A narrativa, além de um diário de uma pré-adolescente e um relato de um conflito, é também sobre a condição humana. Nisha não só passa por uma viagem migratória forçada e perigosa, ela lida com quem ela é e descobre mais sobre si, suas relações e vive um embate entre passado, representado pela mãe e suas raízes muçulmanas, e futuro, que é totalmente incerto, especialmente diante da Partição.

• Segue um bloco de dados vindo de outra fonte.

use std::sync::Arc;

use axum::extract::{Query, State};
use axum::http::{header, StatusCode};
use axum::response::{IntoResponse, Response};
use axum::Json;
use serde::Deserialize;

use crate::data::AppState;
use crate::server::api::{self, ApiError, ClassifyQuery, FilterQuery};

pub async fn health(State(state): State<Arc<AppState>>) -> Response {
    Json(api::health_payload(&state)).into_response()
}

pub async fn locations(State(state): State<Arc<AppState>>) -> Response {
    Json(&state.industrial).into_response()
}

pub async fn aphis_reports(State(state): State<Arc<AppState>>) -> Response {
    Json(&state.research).into_response()
}

pub async fn inspection_reports(State(state): State<Arc<AppState>>) -> Response {
    Json(&state.license).into_response()
}

pub async fn filter(
    State(state): State<Arc<AppState>>,
    Query(query): Query<FilterQuery>,
) -> Response {
    match api::filter_payload(&state, &query) {
        Ok(payload) => Json(payload).into_response(),
        Err(err) => ApiError::from(err).into_response(),
    }
}

#[derive(Debug, Deserialize)]
pub struct RegionsQuery {
    pub country: Option<String>,
}

pub async fn regions(
    State(state): State<Arc<AppState>>,
    Query(query): Query<RegionsQuery>,
) -> Response {
    match api::regions_payload(&state, query.country.as_deref()) {
        Ok(payload) => Json(payload).into_response(),
        Err(err) => ApiError::from(err).into_response(),
    }
}

pub async fn export_csv(
    State(state): State<Arc<AppState>>,
    Query(query): Query<FilterQuery>,
) -> Response {
    match api::export_payload(&state, &query) {
        Ok(export) => {
            tracing::info!(
                filename = %export.filename,
                rows = export.counts.total,
                "csv export"
            );
            let disposition = format!("attachment; filename=\"{}\"", export.filename);
            (
                [
                    (header::CONTENT_TYPE, "text/csv; charset=utf-8".to_string()),
                    (header::CONTENT_DISPOSITION, disposition),
                ],
                export.body,
            )
                .into_response()
        }
        Err(err) => err.into_response(),
    }
}

pub async fn classify(Query(query): Query<ClassifyQuery>) -> Response {
    match api::classify_payload(&query) {
        Ok(payload) => Json(payload).into_response(),
        Err(err) => ApiError::from(err).into_response(),
    }
}

pub async fn not_found() -> Response {
    error_response(StatusCode::NOT_FOUND, "Route not found")
}

impl IntoResponse for ApiError {
    fn into_response(self) -> Response {
        match &self {
            ApiError::Query(_) => error_response(StatusCode::BAD_REQUEST, &self.to_string()),
            ApiError::Internal(err) => {
                tracing::error!(error = %err, "request failed");
                error_response(StatusCode::INTERNAL_SERVER_ERROR, &self.to_string())
            }
        }
    }
}

fn error_response(status: StatusCode, message: &str) -> Response {
    (
        status,
        Json(serde_json::json!({
            "status": "error",
            "message": message,
        })),
    )
        .into_response()
}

Nesse sentido, a culinária se transforma para a menina, tão calada e tímida, em um meio de refúgio, comunicação, conexão e manifestação de afeto. Aquela comida tão colorida, temperada e com raízes, aparentemente diversas, se transforma na voz dela perante as pessoas que a cercam. Os vários pratos que ela come e prepara nos dá meios para que imaginemos melhor o mundo que cerca Nisha e o que ela quer manter junto dela. Assim vemos chapatis, parathas, biryanis, rasmalais, sai bhajis e muitas outras iguarias comuns da região se tornarem uma espécie de novo lar e algo que representa as ligações daquela família.
Vale ressaltar que Amil, irmão da protagonista, é quase um oposto dela e ainda assim um de seus maiores companheiros. Ele não é quieto, fala bastante, não presta atenção nas aulas e prefere desenhar, enquanto ela, por outro lado, é estudiosa e fala pouquíssimo. Nisha admira seu irmão por ser quem é, ao menos na maior parte do tempo, e defende seus talentos. Amil sofre com as expectativas do pai médico, que a gente imediatamente pensa que se dá daquela forma por questões de gênero. Nesse sentido, acaba impossível não imaginar como seria a vida de Nisha se ela fosse como Amil.
“O Diário de Nisha” conta uma história que se passa sete décadas atrás, mas que contém valiosas lições para o mundo contemporâneo. Nós precisamos olhar para as migrações forçadas, para os refugiados um a um, pensar em Direitos Humanos, promover a dignidade da pessoa humana e também investigar, para evitar que aconteçam ou remediar seus efeitos, as origens desses deslocamentos, que hoje se manifestam, inclusive, por questões relacionadas ao colapso climático.